According to director Scott Mann, the filmmakers considered green screen or digital sets, but ultimately opted for the real thing. They decided to build the upper portion of the tower on top of a mountain so that the actors would appear to be thousands of feet in the air, even though in real life they were never more than a hundred feet off the ground. Currey and Gardner were offered stunt doubles, but they opted to perform their own stunts. Filming was difficult, because often weather such as lightning and strong winds posed a challenge. The film cost $3 million to produce.

===Post-production===
Although the film was produced by Tea Shop Productions and Capstone Pictures, once production finished, Lionsgate Films acquired the film's distribution rights without a minimum guarantee for the producers. After it did well in test screenings, Lionsgate decided to release it in theaters. They ordered the creators to change or remove over 30 uses of the word "fuck" from the film so it could earn a PG-13 rating from the Motion Picture Association instead of a likely R rating, to increase profitability.

As reshooting the scenes would have been time-consuming and expensive, they turned to Flawless, a company established in 2021 by Nick Lynes and Fall director Scott Mann, to deepfake the actor's faces and artificially redub instances of "fuck" to PG-13-acceptable epithets such as "freaking". The first project to use Flawless, Fall after editing received the PG-13 rating. According to Mann, "neural reshoots" were completed within two weeks during the final stages of post-production. This method was also applied to foreign language dubbing for overseas distribution including Spanish and Japanese.

==Release==
The film was released in theaters in the United States on August 12, 2022, by Lionsgate, who spent $4 million releasing and promoting the film.

It was released online on September 27, 2022, followed by Blu-ray and DVD releases on October 18, 2022.

== Reception ==
=== Box office ===
Fall grossed $7.2 million in the United States and Canada, and $14.6 million in other territories, for worldwide total of $21.8 million, against its $3 million budget.

In the United States and Canada, Fall was released alongside Mack & Rita and the wide expansion of Bodies Bodies Bodies, and projected to gross $1–2 million from 1,548 theaters on its opening weekend. It made $923,000 on its first day, and went on to debut to $2.5 million.

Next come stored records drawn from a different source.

//! Currency creation endpoint.

use axum::{
    Json,
    extract::{State, rejection::JsonRejection},
    http::StatusCode,
};

use crate::{
    Error,
    currency::{Currency, CurrencyFormData, CurrencyState, create_currency},
    db::lock_connection,
    validation::WriteMode,
};

/// Handle a request to create a currency.
pub async fn create_currency_endpoint(
    State(state): State<CurrencyState>,
    payload: Result<Json<CurrencyFormData>, JsonRejection>,
) -> Result<(StatusCode, Json<Currency>), Error> {
    let Json(form) = payload?;
    let new_currency = form.validate(None, WriteMode::Create)?;

    let connection = lock_connection(&state.db_connection)?;

    let currency = create_currency(new_currency, &connection)
        .inspect_err(|error| tracing::warn!("Could not create currency: {error}"))?;

    Ok((StatusCode::CREATED, Json(currency)))
}

#[cfg(test)]
mod create_currency_endpoint_tests {
    use axum::http::StatusCode;
    use serde_json::json;

    use crate::{
        currency::get_currency_by_code,
        endpoints::{self, format_endpoint},
        test_utils::{get_test_server, get_test_state},
    };

    #[tokio::test]
    async fn create_returns_exactly_the_submitted_triple() {
        let state = get_test_state();
        let server = get_test_server(state.clone());
        let body = json!({ "name": "Iranian rial", "code": "IRR", "symbol": "$" });

        let response = server.post(endpoints::CURRENCIES).json(&body).await;

        response.assert_status(StatusCode::CREATED);
        response.assert_json(&body);
        assert!(get_currency_by_code("IRR", &state.db_connection.lock().unwrap()).is_ok());
    }

    #[tokio::test]
    async fn created_currency_is_retrieved_unchanged() {
        let state = get_test_state();
        let server = get_test_server(state.clone());
        let body = json!({ "name": "Iranian rial", "code": "IRR", "symbol": "﷼" });

        server
            .post(endpoints::CURRENCIES)
            .json(&body)
            .await
            .assert_status(StatusCode::CREATED);
        let id = get_currency_by_code("IRR", &state.db_connection.lock().unwrap())
            .unwrap()
            .id;

        let response = server.get(&format_endpoint(endpoints::CURRENCY, id)).await;

        response.assert_status_ok();
        response.assert_json(&body);
    }

    #[tokio::test]
    async fn padded_code_is_stored_trimmed() {
        let server = get_test_server(get_test_state());

        let response = server
            .post(endpoints::CURRENCIES)
            .json(&json!({ "name": " Euro ", "code": "EUR ", "symbol": "€" }))
            .await;

        response.assert_status(StatusCode::CREATED);
        response.assert_json(&json!({ "name": "Euro", "code": "EUR", "symbol": "€" }));
        server
            .post(endpoints::TRANSACTIONS)
            .json(&json!({ "currency": "EUR", "name": "Ada", "email": "ada@example.com" }))
            .await
            .assert_status(StatusCode::CREATED);
    }

    #[tokio::test]
    async fn create_without_symbol_uses_dollar() {
        let server = get_test_server(get_test_state());

        let response = server
            .post(endpoints::CURRENCIES)
            .json(&json!({ "name": "Cape Verdean escudo", "code": "CVE" }))
            .await;

        response.assert_status(StatusCode::CREATED);
        response.assert_json(&json!({
            "name": "Cape Verdean escudo",
            "code": "CVE",
            "symbol": "$",
        }));
    }

    #[tokio::test]
    async fn duplicate_code_is_a_validation_error() {
        let server = get_test_server(get_test_state());
        server
            .post(endpoints::CURRENCIES)
            .json(&json!({ "name": "Euro", "code": "EUR", "symbol": "€" }))
            .await
            .assert_status(StatusCode::CREATED);

        let response = server
            .post(endpoints::CURRENCIES)
            .json(&json!({ "name": "Euro again", "code": "EUR", "symbol": "€" }))
            .await;

        response.assert_status(StatusCode::BAD_REQUEST);
        response.assert_json(&json!({ "code": ["currency with this code already exists."] }));
    }

    #[tokio::test]
    async fn over_long_fields_are_rejected() {
        let server = get_test_server(get_test_state());

        let response = server
            .post(endpoints::CURRENCIES)
            .json(&json!({ "name": "Euro", "code": "EURO", "symbol": "€€€€€€" }))
            .await;

        response.assert_status(StatusCode::BAD_REQUEST);
        response.assert_json(&json!({
            "code": ["Ensure this field has no more than 3 characters."],
            "symbol": ["Ensure this field has no more than 5 characters."],
        }));
    }
}
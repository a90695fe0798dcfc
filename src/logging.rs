//! Middleware for logging requests and responses.

use axum::{
    body::Body,
    extract::Request,
    http::StatusCode,
    middleware::Next,
    response::{IntoResponse, Response},
};

use serde_json::Value;

use crate::Error;

/// JSON fields whose values are replaced with asterisks in the logs.
const REDACTED_FIELDS: [&str; 1] = ["email"];

/// The number of bytes of a request or response body that are logged at the `info` level.
pub const LOG_BODY_LENGTH_LIMIT: usize = 64;

/// Log the request and response for each request.
///
/// Both the request and response are logged at the `info` level.
/// If the body is longer than [LOG_BODY_LENGTH_LIMIT] bytes, it is
/// truncated and the full body is logged at the `debug` level.
pub async fn logging_middleware(request: Request, next: Next) -> Response {
    let (parts, body) = request.into_parts();
    let body_bytes = match axum::body::to_bytes(body, usize::MAX).await {
        Ok(bytes) => bytes,
        Err(error) => {
            tracing::warn!("could not read request body: {error}");
            return Error::InvalidBody(error.to_string()).into_response();
        }
    };

    log_request(&parts, &redact_fields(&String::from_utf8_lossy(&body_bytes)));

    let response = next
        .run(Request::from_parts(parts, Body::from(body_bytes)))
        .await;

    let (parts, body) = response.into_parts();
    let body_bytes = match axum::body::to_bytes(body, usize::MAX).await {
        Ok(bytes) => bytes,
        Err(error) => {
            tracing::error!("could not read response body: {error}");
            return StatusCode::INTERNAL_SERVER_ERROR.into_response();
        }
    };

    log_response(&parts, &redact_fields(&String::from_utf8_lossy(&body_bytes)));

    Response::from_parts(parts, Body::from(body_bytes))
}

/// Replace the values of [REDACTED_FIELDS] in a JSON body.
///
/// Bodies that are not JSON are returned unchanged.
fn redact_fields(body: &str) -> String {
    let Ok(mut value) = serde_json::from_str::<Value>(body) else {
        return body.to_owned();
    };

    redact_value(&mut value);

    value.to_string()
}

fn redact_value(value: &mut Value) {
    match value {
        Value::Object(object) => {
            for (key, field) in object.iter_mut() {
                if REDACTED_FIELDS.contains(&key.as_str()) && !field.is_null() {
                    *field = Value::String("********".to_owned());
                } else {
                    redact_value(field);
                }
            }
        }
        Value::Array(items) => items.iter_mut().for_each(redact_value),
        _ => {}
    }
}

/// Cut `body` to at most [LOG_BODY_LENGTH_LIMIT] bytes without splitting a character.
fn truncate_body(body: &str) -> Option<&str> {
    if body.len() <= LOG_BODY_LENGTH_LIMIT {
        return None;
    }

    let end = (0..=LOG_BODY_LENGTH_LIMIT)
        .rev()
        .find(|&index| body.is_char_boundary(index))
        .unwrap_or(0);

    Some(&body[..end])
}

fn log_request(parts: &axum::http::request::Parts, body: &str) {
    match truncate_body(body) {
        Some(truncated) => {
            tracing::info!(
                "Received request: {} {}\nbody: {truncated}...",
                parts.method,
                parts.uri
            );
            tracing::debug!("Full request body: {body:?}");
        }
        None => tracing::info!(
            "Received request: {} {}\nbody: {body:?}",
            parts.method,
            parts.uri
        ),
    }
}

fn log_response(parts: &axum::http::response::Parts, body: &str) {
    match truncate_body(body) {
        Some(truncated) => {
            tracing::info!("Sending response: {}\nbody: {truncated}...", parts.status);
            tracing::debug!("Full response body: {body:?}");
        }
        None => tracing::info!("Sending response: {}\nbody: {body:?}", parts.status),
    }
}



#[cfg(test)]
mod logging_middleware_tests {
    use axum::{Router, middleware, routing::post};
    use axum_test::TestServer;

    use super::logging_middleware;

    async fn echo(body: String) -> String {
        body
    }

    #[tokio::test]
    async fn passes_body_through() {
        let app = Router::new()
            .route("/echo", post(echo))
            .layer(middleware::from_fn(logging_middleware));
        let server = TestServer::new(app);

        let response = server.post("/echo").text("hello, world").await;

        response.assert_status_ok();
        response.assert_text("hello, world");
    }
}
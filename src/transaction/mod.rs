//! Payment transactions.
//!
//! This module contains everything related to transactions:
//! - The `Transaction` model and its request and response shapes
//! - Database functions for storing, querying, and managing transactions
//! - The payment gateway and the hook that fills in a new transaction's payment intent
//! - The route handlers for the transaction endpoints

mod core;
mod create;
mod delete;
mod edit;
mod list;
mod payment;

use std::sync::{Arc, Mutex};

use axum::extract::FromRef;
use rusqlite::Connection;

use crate::AppState;

pub use core::{
    FilledTransaction, InvalidPaymentStatus, NewTransaction, PaymentIntentId, PaymentStatus,
    Transaction, TransactionId, TransactionUpdate, TransactionUpdateFormData,
    UnfilledTransaction, create_transaction_table, delete_transaction, get_all_transactions,
    get_transaction, insert_transaction, update_transaction,
};
pub use create::{create_transaction, create_transaction_endpoint};
pub use delete::delete_transaction_endpoint;
pub use edit::{partial_update_transaction_endpoint, update_transaction_endpoint};
pub use list::{get_transaction_endpoint, list_transactions_endpoint};
pub use payment::{PAYMENT_INTENT_LENGTH, PaymentGateway, SimulatedGateway, fill_transaction};

#[cfg(test)]
pub use core::count_transactions;

/// The state needed by the transaction endpoints.
#[derive(Debug, Clone)]
pub struct TransactionState {
    /// The database connection for managing transactions.
    pub db_connection: Arc<Mutex<Connection>>,
    /// Issues payment intents for new transactions.
    pub payment_gateway: Arc<dyn PaymentGateway>,
    /// The prefix of each transaction's payment link.
    pub link_base_url: String,
}

impl FromRef<AppState> for TransactionState {
    fn from_ref(state: &AppState) -> Self {
        Self {
            db_connection: state.db_connection.clone(),
            payment_gateway: state.payment_gateway.clone(),
            link_base_url: state.link_base_url.clone(),
        }
    }
}
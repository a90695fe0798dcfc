//! Category deletion endpoint.

use axum::{
    extract::State,
    http::StatusCode,
};

use crate::{
    Error,
    category::{CategoryId, CategoryState, delete_category},
    db::lock_connection,
    extract::Path,
};

/// Handle category deletion. Categories that still have products are kept.
pub async fn delete_category_endpoint(
    Path(category_id): Path<CategoryId>,
    State(state): State<CategoryState>,
) -> Result<StatusCode, Error> {
    let connection = lock_connection(&state.db_connection)?;

    delete_category(category_id, &connection)
        .inspect_err(|error| tracing::warn!("Could not delete category {category_id}: {error}"))?;

    Ok(StatusCode::NO_CONTENT)
}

While finishing 10th at the box office, it was the highest-earning new release for the week.

=== Critical response ===
 Metacritic, which uses a weighted average, assigned the film a score of 62 out of 100, based on 23 critics, indicating "generally favorable" reviews. Audiences surveyed by CinemaScore gave the film an average grade of "B" on an A+ to F scale, while those at PostTrak gave it an overall 69% positive score, with 44% saying they would definitely recommend it.

== Future ==

Following the film's growing popularity after its release on Netflix, a sequel was announced to be in development in March 2023. By October 2023, it was reported that two sequels were concurrently in development, with studios aiming to expand Fall into a franchise. Scott Mann was confirmed to serve as a producer on both films, in addition to co-writing and directing the third installment. The sequels are expected to feature returning characters from the original film alongside a new supporting cast.

Production will be a joint venture between Tea Shop Productions, Flawless Productions Inc., and Capstone Pictures, with Mark Lane, James Harris, Christian Mercuri, and David Haring also attached as producers. Principal photography on the second film began in June 2024.

In May 2024, Peter and Michael Spierig were announced as co-directors of the sequel, working from a script co-written by Mann and Jonathan Frank. Mann is set to write and direct the third film following completion of the second installment. In September 2025, Harriet Slater, Arsema Thomas, and Tom Brittney were announced as the main cast.